[Stored dataset items]
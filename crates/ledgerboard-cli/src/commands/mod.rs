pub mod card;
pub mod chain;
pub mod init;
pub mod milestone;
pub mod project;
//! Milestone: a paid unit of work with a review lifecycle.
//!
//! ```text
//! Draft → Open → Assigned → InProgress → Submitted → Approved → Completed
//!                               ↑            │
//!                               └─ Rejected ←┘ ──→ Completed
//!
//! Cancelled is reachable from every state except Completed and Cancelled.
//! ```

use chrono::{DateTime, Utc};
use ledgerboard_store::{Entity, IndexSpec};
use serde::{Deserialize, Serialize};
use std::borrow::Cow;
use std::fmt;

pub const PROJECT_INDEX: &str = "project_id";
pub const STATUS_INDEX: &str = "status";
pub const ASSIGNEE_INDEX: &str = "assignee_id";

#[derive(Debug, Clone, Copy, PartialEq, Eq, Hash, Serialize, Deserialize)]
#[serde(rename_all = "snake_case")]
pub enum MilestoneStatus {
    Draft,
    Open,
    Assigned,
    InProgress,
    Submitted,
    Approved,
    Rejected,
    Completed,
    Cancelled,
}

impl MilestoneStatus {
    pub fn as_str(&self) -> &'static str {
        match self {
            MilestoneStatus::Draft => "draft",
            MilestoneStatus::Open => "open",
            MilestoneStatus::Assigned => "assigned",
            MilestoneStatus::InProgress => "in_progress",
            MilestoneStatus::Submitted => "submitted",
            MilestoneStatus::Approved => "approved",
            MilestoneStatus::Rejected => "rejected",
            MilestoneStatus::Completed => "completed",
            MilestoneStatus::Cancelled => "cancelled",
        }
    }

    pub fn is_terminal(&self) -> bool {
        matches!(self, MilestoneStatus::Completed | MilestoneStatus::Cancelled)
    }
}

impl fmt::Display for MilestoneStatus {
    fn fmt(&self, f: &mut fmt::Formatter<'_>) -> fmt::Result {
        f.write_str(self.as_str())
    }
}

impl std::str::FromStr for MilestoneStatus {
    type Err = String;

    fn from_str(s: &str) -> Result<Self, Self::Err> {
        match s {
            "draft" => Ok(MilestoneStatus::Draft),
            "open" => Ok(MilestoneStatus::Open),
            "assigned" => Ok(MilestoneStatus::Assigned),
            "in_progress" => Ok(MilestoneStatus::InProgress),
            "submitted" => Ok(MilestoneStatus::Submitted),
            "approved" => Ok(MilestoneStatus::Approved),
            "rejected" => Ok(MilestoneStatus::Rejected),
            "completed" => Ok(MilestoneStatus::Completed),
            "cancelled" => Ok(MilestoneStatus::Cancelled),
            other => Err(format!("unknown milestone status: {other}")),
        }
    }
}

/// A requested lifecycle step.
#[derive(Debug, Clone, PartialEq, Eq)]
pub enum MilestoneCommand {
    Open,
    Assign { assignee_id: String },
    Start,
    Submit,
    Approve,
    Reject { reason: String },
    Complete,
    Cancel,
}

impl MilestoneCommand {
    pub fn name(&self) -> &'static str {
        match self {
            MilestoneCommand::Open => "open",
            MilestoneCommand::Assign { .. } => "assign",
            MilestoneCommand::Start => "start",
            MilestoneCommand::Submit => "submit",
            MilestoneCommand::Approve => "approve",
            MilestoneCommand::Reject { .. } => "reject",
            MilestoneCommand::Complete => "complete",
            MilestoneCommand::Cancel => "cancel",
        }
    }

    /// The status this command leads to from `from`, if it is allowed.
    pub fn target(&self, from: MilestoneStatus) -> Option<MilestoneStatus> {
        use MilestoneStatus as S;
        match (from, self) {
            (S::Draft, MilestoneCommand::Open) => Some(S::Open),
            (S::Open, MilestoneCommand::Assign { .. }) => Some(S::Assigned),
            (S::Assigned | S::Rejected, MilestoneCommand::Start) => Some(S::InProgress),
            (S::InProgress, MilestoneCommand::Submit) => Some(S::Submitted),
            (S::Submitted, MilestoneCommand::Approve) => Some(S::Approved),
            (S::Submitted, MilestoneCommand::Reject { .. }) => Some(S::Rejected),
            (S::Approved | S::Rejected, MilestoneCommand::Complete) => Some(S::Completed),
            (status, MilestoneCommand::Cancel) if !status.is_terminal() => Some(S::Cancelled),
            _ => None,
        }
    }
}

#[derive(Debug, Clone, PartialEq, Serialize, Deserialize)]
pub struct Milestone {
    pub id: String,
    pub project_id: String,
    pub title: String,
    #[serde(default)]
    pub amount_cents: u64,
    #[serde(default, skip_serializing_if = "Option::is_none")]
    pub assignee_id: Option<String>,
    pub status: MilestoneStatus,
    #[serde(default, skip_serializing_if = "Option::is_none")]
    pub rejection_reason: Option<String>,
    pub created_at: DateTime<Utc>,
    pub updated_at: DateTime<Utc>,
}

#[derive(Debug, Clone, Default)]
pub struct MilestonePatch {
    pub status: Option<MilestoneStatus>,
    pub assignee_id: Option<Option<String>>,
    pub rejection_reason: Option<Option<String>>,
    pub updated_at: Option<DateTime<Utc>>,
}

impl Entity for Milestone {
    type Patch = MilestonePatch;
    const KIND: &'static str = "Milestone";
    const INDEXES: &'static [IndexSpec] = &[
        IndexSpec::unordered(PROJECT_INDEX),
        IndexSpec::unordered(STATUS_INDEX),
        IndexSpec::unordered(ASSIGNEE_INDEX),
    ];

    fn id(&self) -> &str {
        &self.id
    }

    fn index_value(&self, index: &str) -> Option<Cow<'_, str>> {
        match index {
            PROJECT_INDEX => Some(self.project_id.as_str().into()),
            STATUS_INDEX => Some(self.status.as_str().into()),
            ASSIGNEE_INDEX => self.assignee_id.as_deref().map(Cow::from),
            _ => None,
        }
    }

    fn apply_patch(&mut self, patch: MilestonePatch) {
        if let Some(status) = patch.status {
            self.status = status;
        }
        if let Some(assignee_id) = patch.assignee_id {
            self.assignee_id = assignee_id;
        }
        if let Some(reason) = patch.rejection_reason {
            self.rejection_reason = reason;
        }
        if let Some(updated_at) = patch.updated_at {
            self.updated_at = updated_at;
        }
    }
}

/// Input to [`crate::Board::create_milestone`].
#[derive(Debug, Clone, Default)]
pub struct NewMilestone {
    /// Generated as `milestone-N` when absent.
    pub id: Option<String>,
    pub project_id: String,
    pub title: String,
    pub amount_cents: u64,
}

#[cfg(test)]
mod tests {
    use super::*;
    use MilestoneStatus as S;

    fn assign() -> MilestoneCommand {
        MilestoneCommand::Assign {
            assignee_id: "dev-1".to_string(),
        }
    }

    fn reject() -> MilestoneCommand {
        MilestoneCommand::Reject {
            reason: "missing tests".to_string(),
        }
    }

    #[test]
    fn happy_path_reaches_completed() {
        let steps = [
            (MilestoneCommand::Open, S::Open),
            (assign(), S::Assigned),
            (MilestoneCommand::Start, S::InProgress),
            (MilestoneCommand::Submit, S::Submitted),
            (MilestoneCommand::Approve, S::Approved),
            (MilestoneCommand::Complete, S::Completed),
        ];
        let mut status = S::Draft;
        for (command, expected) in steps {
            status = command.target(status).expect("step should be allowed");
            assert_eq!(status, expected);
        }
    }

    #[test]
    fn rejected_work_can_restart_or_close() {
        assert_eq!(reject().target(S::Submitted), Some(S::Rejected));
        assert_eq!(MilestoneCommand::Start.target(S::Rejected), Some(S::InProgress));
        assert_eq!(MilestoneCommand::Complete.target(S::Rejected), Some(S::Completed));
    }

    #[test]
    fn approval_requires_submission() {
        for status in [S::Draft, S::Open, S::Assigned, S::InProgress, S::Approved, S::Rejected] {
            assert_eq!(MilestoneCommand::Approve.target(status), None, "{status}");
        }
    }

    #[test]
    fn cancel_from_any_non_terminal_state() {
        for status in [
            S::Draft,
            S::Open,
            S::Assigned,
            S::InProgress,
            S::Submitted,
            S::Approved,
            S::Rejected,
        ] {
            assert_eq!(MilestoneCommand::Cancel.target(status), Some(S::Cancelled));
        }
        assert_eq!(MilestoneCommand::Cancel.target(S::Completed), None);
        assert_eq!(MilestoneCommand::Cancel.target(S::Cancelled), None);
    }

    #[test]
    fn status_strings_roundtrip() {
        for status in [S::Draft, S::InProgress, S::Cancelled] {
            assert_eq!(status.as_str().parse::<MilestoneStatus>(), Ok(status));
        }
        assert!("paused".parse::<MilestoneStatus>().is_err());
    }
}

...

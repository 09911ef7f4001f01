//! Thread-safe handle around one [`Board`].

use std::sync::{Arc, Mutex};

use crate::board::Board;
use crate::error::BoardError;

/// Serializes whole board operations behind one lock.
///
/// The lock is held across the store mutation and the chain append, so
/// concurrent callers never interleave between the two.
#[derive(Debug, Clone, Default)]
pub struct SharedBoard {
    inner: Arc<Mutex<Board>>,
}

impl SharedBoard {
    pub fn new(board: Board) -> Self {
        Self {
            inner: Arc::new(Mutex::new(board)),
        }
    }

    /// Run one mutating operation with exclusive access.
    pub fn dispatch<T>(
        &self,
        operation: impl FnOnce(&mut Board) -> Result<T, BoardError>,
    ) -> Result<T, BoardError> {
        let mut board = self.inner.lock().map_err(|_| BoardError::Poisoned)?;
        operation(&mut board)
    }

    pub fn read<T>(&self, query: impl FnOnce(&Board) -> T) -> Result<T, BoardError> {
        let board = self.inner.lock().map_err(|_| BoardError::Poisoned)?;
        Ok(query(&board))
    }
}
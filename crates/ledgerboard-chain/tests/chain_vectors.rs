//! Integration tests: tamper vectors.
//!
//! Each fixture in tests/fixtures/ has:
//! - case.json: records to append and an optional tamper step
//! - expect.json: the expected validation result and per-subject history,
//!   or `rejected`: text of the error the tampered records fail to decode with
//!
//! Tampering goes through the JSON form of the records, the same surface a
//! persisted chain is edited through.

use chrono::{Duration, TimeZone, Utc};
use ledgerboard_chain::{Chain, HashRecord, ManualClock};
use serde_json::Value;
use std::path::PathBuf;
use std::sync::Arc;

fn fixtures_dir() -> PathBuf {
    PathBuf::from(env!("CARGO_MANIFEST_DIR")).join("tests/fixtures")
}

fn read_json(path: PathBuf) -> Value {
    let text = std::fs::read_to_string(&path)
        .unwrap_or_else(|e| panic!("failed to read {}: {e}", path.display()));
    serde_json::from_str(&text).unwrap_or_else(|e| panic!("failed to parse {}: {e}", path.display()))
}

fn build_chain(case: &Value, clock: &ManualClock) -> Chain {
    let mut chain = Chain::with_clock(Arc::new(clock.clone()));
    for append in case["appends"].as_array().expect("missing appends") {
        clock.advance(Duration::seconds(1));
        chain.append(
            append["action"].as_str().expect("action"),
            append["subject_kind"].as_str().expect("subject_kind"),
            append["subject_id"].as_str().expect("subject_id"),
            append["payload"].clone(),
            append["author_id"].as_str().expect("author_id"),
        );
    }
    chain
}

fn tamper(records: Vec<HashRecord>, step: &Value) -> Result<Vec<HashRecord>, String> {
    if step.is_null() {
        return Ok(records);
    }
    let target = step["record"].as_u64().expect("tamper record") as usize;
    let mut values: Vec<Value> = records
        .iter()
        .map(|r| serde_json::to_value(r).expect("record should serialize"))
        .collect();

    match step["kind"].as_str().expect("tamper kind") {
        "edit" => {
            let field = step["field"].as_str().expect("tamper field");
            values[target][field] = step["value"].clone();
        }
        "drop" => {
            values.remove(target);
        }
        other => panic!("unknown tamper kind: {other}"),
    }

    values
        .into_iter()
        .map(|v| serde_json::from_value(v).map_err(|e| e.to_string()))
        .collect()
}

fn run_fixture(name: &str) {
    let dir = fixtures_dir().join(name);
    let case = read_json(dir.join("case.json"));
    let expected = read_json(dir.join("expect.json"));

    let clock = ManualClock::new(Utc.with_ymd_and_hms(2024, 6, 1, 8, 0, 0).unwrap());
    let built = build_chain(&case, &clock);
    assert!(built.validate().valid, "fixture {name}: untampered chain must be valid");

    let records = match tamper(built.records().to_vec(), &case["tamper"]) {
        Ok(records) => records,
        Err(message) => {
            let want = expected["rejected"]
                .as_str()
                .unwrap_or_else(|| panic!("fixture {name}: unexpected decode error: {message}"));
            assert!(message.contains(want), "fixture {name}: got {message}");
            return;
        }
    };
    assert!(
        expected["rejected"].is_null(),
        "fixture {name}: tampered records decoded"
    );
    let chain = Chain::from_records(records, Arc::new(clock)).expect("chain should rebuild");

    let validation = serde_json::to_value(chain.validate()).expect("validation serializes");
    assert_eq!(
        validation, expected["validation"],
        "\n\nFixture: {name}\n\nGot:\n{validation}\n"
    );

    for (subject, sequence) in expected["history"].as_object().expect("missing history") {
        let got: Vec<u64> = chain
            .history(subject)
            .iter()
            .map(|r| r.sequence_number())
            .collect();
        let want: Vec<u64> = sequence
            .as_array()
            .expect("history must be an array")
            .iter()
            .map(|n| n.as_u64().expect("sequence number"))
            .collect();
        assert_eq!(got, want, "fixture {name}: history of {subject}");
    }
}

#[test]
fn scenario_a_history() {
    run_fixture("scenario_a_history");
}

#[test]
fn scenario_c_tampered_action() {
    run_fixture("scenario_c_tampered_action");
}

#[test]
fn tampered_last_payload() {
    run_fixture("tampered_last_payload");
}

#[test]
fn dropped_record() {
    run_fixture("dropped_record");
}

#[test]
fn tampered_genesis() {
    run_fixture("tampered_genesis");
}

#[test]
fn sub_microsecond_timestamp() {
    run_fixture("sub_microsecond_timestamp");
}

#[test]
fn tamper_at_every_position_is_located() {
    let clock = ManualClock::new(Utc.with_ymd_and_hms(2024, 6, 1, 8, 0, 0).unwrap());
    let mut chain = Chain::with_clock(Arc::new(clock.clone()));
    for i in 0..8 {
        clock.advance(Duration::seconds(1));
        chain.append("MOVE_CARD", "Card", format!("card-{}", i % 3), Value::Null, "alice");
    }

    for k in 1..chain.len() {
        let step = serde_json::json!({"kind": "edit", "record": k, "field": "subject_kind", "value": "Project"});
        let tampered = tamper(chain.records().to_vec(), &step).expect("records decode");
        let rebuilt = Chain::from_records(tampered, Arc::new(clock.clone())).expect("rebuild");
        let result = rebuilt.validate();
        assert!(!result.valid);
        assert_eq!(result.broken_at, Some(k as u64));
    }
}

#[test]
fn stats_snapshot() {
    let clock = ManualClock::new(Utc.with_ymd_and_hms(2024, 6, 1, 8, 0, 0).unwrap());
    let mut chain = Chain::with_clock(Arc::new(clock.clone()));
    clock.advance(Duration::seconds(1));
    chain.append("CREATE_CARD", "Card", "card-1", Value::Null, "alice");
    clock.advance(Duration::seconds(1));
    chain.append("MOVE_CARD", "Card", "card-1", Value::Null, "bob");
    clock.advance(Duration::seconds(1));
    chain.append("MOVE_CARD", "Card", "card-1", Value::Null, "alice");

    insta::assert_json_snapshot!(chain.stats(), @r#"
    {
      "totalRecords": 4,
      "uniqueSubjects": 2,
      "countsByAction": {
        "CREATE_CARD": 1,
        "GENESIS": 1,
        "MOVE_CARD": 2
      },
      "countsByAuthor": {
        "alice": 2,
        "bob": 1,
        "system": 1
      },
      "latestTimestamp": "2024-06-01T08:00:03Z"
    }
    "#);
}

* What to do: What is needed is an exact copy of the lines above, from the one containing "fn tamper(records: Vec<HashRecord>, step: &Value)" through the one containing "untampered chain must", with nothing added.

* Exercise response:
fn tamper(records: Vec<HashRecord>, step: &Value) -> Result<Vec<HashRecord>, String> {
    if step.is_null() {
        return Ok(records);
    }
    let target = step["record"].as_u64().expect("tamper record") as usize;
    let mut values: Vec<Value> = records
        .iter()
        .map(|r| serde_json::to_value(r).expect("record should serialize"))
        .collect();

    match step["kind"].as_str().expect("tamper kind") {
        "edit" => {
            let field = step["field"].as_str().expect("tamper field");
            values[target][field] = step["value"].clone();
        }
        "drop" => {
            values.remove(target);
        }
        other => panic!("unknown tamper kind: {other}"),
    }

    values
        .into_iter()
        .map(|v| serde_json::from_value(v).map_err(|e| e.to_string()))
        .collect()
}

fn run_fixture(name: &str) {
    let dir = fixtures_dir().join(name);
    let case = read_json(dir.join("case.json"));
    let expected = read_json(dir.join("expect.json"));

    let clock = ManualClock::new(Utc.with_ymd_and_hms(2024, 6, 1, 8, 0, 0).unwrap());
    let built = build_chain(&case, &clock);
    assert!(built.validate().valid, "fixture {name}: untampered chain must be valid");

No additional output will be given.